Each line from the beginning of the data below through the line containing "use sluice_core::domain::execution::Execution;" should be repeated exactly, please.
Segment Start: Data section
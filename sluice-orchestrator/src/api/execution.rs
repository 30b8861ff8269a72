//! Execution API Handlers
//!
//! HTTP endpoints for running pipelines and reading their history.

use axum::{
    Json,
    extract::{Path, State},
};
use sluice_core::domain::execution::Execution;
use sluice_core::dto::execution::ExecutionResponse;
use uuid::Uuid;

use crate::api::error::ApiResult;
use crate::service::execution_service;
use crate::state::AppState;

/// POST /pipeline/{id}/execute
/// Run a pipeline and wait for it to finish
pub async fn execute_pipeline(
    State(state): State<AppState>,
    Path(id): Path<Uuid>,
) -> ApiResult<Json<ExecutionResponse>> {
    tracing::info!("Executing pipeline: {}", id);

    let response = execution_service::execute_pipeline(&state.pool, &state.engine, id).await?;

    Ok(Json(response))
}

/// GET /pipeline/{id}/executions
/// List a pipeline's executions
pub async fn list_executions(
    State(state): State<AppState>,
    Path(id): Path<Uuid>,
) -> ApiResult<Json<Vec<Execution>>> {
    tracing::debug!("Listing executions of pipeline: {}", id);

    let executions = execution_service::list_executions(&state.pool, id).await?;

    Ok(Json(executions))
}

/// GET /execution/{id}
/// Get execution details, including the log transcript
pub async fn get_execution(
    State(state): State<AppState>,
    Path(id): Path<Uuid>,
) -> ApiResult<Json<Execution>> {
    tracing::debug!("Getting execution: {}", id);

    let execution = execution_service::get_execution(&state.pool, id).await?;

    Ok(Json(execution))
}
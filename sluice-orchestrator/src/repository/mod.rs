//! Repository Module
//!
//! Data access layer for the orchestrator.
//! Each repository handles database operations for a specific domain entity.

pub mod connection;
pub mod execution;
pub mod pipeline;

// Re-export for convenience
pub use connection as connection_repository;
pub use execution as execution_repository;
pub use pipeline as pipeline_repository;
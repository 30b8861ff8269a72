//! ID resolver module
//!
//! Lets users name a connection by a UUID prefix or by its name instead of
//! typing the full UUID.

use anyhow::{Result, anyhow};
use uuid::Uuid;

use crate::workspace::ConnectionEntry;

/// How the user named a connection on the command line
#[derive(Debug, Clone, PartialEq, Eq)]
pub enum ConnectionSelector {
    Id(Uuid),
    /// Name, or a prefix of the UUID
    Text(String),
}

impl ConnectionSelector {
    pub fn parse(input: &str) -> Self {
        let input = input.trim();
        match Uuid::parse_str(input) {
            Ok(uuid) => ConnectionSelector::Id(uuid),
            Err(_) => ConnectionSelector::Text(input.to_lowercase()),
        }
    }
}

/// Resolve a connection ID, prefix or name to a full UUID
///
/// An exact (case-insensitive) name match wins over prefix matches.
///
/// # Errors
/// Returns an error if nothing matches or if the prefix is ambiguous.
pub fn resolve_connection_id(entries: &[ConnectionEntry], selector: &ConnectionSelector) -> Result<Uuid> {
    let needle = match selector {
        ConnectionSelector::Id(uuid) => return Ok(*uuid),
        ConnectionSelector::Text(text) => text.as_str(),
    };

    if let Some(entry) = entries.iter().find(|e| e.name.to_lowercase() == needle) {
        return Ok(entry.id);
    }

    let matches: Vec<_> = entries
        .iter()
        .filter(|e| e.id.to_string().starts_with(needle))
        .collect();

    match matches.len() {
        0 => Err(anyhow!(
            "No connection found with name or ID starting with '{}'",
            needle
        )),
        1 => Ok(matches[0].id),
        _ => {
            let ids: Vec<String> = matches.iter().map(|e| e.id.to_string()).collect();
            Err(anyhow!(
                "Ambiguous prefix '{}' matches multiple connections: {}",
                needle,
                ids.join(", ")
            ))
        }
    }
}
//! Health Check API Handler

use axum::{extract::State, http::StatusCode, response::IntoResponse};

use crate::state::AppState;

/// GET /health
/// Reports OK when the metadata database answers
pub async fn health_check(State(state): State<AppState>) -> impl IntoResponse {
    match sqlx::query("SELECT 1").execute(&state.pool).await {
        Ok(_) => (StatusCode::OK, "OK"),
        Err(e) => {
            tracing::warn!("Health check failed: {}", e);
            (StatusCode::SERVICE_UNAVAILABLE, "Database unavailable")
        }
    }
}
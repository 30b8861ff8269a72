//! Shared application state

use sluice_engine::adapter::AdapterRegistry;
use sluice_engine::{
    ConnectionInspector, ConnectionResolver, CredentialKey, CredentialStore, NodeProcessor,
    PipelineEngine,
};
use sqlx::PgPool;
use std::sync::Arc;

use crate::config::Config;
use crate::store::{PgConnectionRegistry, PgExecutionStore, PgPipelineStore};

/// State handed to every handler
#[derive(Clone)]
pub struct AppState {
    pub pool: PgPool,
    pub credentials: Arc<CredentialStore>,
    pub engine: Arc<PipelineEngine>,
    pub inspector: Arc<ConnectionInspector>,
}

impl AppState {
    pub fn new(pool: PgPool, config: &Config) -> Self {
        let credentials = Arc::new(CredentialStore::new(CredentialKey::derive(&config.secret)));
        let adapters = Arc::new(AdapterRegistry::with_defaults(&config.engine));
        let resolver = ConnectionResolver::new(
            Arc::new(PgConnectionRegistry::new(pool.clone())),
            credentials.clone(),
        );

        let processor = NodeProcessor::new(resolver.clone(), adapters.clone(), config.engine.clone());
        let engine = PipelineEngine::new(
            Arc::new(PgExecutionStore::new(pool.clone())),
            Arc::new(PgPipelineStore::new(pool.clone())),
            processor,
        );
        let inspector = ConnectionInspector::new(resolver, adapters, &config.engine);

        Self {
            pool,
            credentials,
            engine: Arc::new(engine),
            inspector: Arc::new(inspector),
        }
    }
}
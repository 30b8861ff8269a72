//! Execution domain types

use chrono::{DateTime, SecondsFormat, Utc};
use serde::{Deserialize, Serialize};
use uuid::Uuid;

/// One timed run of a pipeline
///
/// Created in `Running` when the pipeline is invoked and written once more
/// when the engine reaches a terminal state.
#[derive(Debug, Clone, Serialize, Deserialize)]
#[serde(rename_all = "camelCase")]
pub struct Execution {
    pub id: Uuid,
    pub pipeline_id: Uuid,
    pub status: ExecutionStatus,
    pub started_at: DateTime<Utc>,
    pub completed_at: Option<DateTime<Utc>>,
    pub logs: String,
    pub records_processed: u64,
    pub errors_count: u64,
    pub error_message: Option<String>,
}

impl Execution {
    /// A fresh execution record in `Running`
    pub fn start(pipeline_id: Uuid) -> Self {
        Self {
            id: Uuid::new_v4(),
            pipeline_id,
            status: ExecutionStatus::Running,
            started_at: Utc::now(),
            completed_at: None,
            logs: String::new(),
            records_processed: 0,
            errors_count: 0,
            error_message: None,
        }
    }

    /// Applies a partial update in place
    pub fn apply(&mut self, update: ExecutionUpdate) {
        self.status = update.status;
        if let Some(completed_at) = update.completed_at {
            self.completed_at = Some(completed_at);
        }
        if let Some(logs) = update.logs {
            self.logs = logs;
        }
        if let Some(records) = update.records_processed {
            self.records_processed = records;
        }
        if let Some(errors) = update.errors_count {
            self.errors_count = errors;
        }
        if update.error_message.is_some() {
            self.error_message = update.error_message;
        }
    }
}

/// Execution status
#[derive(Debug, Clone, Copy, PartialEq, Eq, Serialize, Deserialize)]
#[serde(rename_all = "snake_case")]
pub enum ExecutionStatus {
    Running,
    Completed,
    Failed,
}

impl ExecutionStatus {
    /// Terminal status for a finished run
    pub fn from_error_count(errors_count: u64) -> Self {
        if errors_count > 0 {
            ExecutionStatus::Failed
        } else {
            ExecutionStatus::Completed
        }
    }

    pub fn as_str(&self) -> &'static str {
        match self {
            ExecutionStatus::Running => "running",
            ExecutionStatus::Completed => "completed",
            ExecutionStatus::Failed => "failed",
        }
    }

    pub fn parse(value: &str) -> Option<Self> {
        match value {
            "running" => Some(ExecutionStatus::Running),
            "completed" => Some(ExecutionStatus::Completed),
            "failed" => Some(ExecutionStatus::Failed),
            _ => None,
        }
    }
}

impl std::fmt::Display for ExecutionStatus {
    fn fmt(&self, f: &mut std::fmt::Formatter<'_>) -> std::fmt::Result {
        f.write_str(self.as_str())
    }
}

/// Partial execution state handed to the execution store
#[derive(Debug, Clone, PartialEq, Serialize, Deserialize)]
#[serde(rename_all = "camelCase")]
pub struct ExecutionUpdate {
    pub status: ExecutionStatus,
    pub completed_at: Option<DateTime<Utc>>,
    pub logs: Option<String>,
    pub records_processed: Option<u64>,
    pub errors_count: Option<u64>,
    pub error_message: Option<String>,
}

impl ExecutionUpdate {
    /// Terminal update after the node loop ran to the end
    pub fn finished(logs: String, records_processed: u64, errors_count: u64) -> Self {
        Self {
            status: ExecutionStatus::from_error_count(errors_count),
            completed_at: Some(Utc::now()),
            logs: Some(logs),
            records_processed: Some(records_processed),
            errors_count: Some(errors_count),
            error_message: None,
        }
    }

    /// Terminal update after a fatal error
    pub fn aborted(logs: String, error_message: impl Into<String>) -> Self {
        Self {
            status: ExecutionStatus::Failed,
            completed_at: Some(Utc::now()),
            logs: Some(logs),
            records_processed: None,
            errors_count: None,
            error_message: Some(error_message.into()),
        }
    }
}

/// Append-only execution transcript
///
/// Every line is `[<RFC 3339 timestamp>] <message>`.
#[derive(Debug, Clone, Default)]
pub struct ExecutionLog {
    text: String,
}

impl ExecutionLog {
    pub fn new() -> Self {
        Self::default()
    }

    pub fn line(&mut self, message: impl AsRef<str>) {
        let timestamp = Utc::now().to_rfc3339_opts(SecondsFormat::Millis, true);
        self.text.push('[');
        self.text.push_str(&timestamp);
        self.text.push_str("] ");
        self.text.push_str(message.as_ref());
        self.text.push('\n');
    }

    pub fn as_str(&self) -> &str {
        &self.text
    }

    pub fn into_string(self) -> String {
        self.text
    }
}

#[cfg(test)]
mod tests {
    use super::*;

    #[test]
    fn test_status_from_error_count() {
        assert_eq!(
            ExecutionStatus::from_error_count(0),
            ExecutionStatus::Completed
        );
        assert_eq!(ExecutionStatus::from_error_count(3), ExecutionStatus::Failed);
    }

    #[test]
    fn test_log_lines_are_timestamped() {
        let mut log = ExecutionLog::new();
        log.line("Starting pipeline execution");
        log.line("Total nodes: 0");

        let lines: Vec<_> = log.as_str().lines().collect();
        assert_eq!(lines.len(), 2);
        assert!(lines[0].starts_with('['));
        assert!(lines[0].ends_with("] Starting pipeline execution"));
        assert!(lines[1].ends_with("] Total nodes: 0"));
    }

    #[test]
    fn test_apply_aborted_update() {
        let mut execution = Execution::start(Uuid::new_v4());
        execution.apply(ExecutionUpdate::aborted("boom\n".to_string(), "boom"));

        assert_eq!(execution.status, ExecutionStatus::Failed);
        assert!(execution.completed_at.is_some());
        assert_eq!(execution.error_message.as_deref(), Some("boom"));
        assert_eq!(execution.records_processed, 0);
    }
}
Segment End: Data section
*Finished task*.
filename sluice-orchestrator/src/api/execution.rs
repository 30b8861ff8269a72
//! Execution API Handlers
//!
//! HTTP endpoints for running pipelines and reading their history.

use axum::{
    Json,
    extract::{Path, State},
};
use sluice_core::domain::execution::Execution;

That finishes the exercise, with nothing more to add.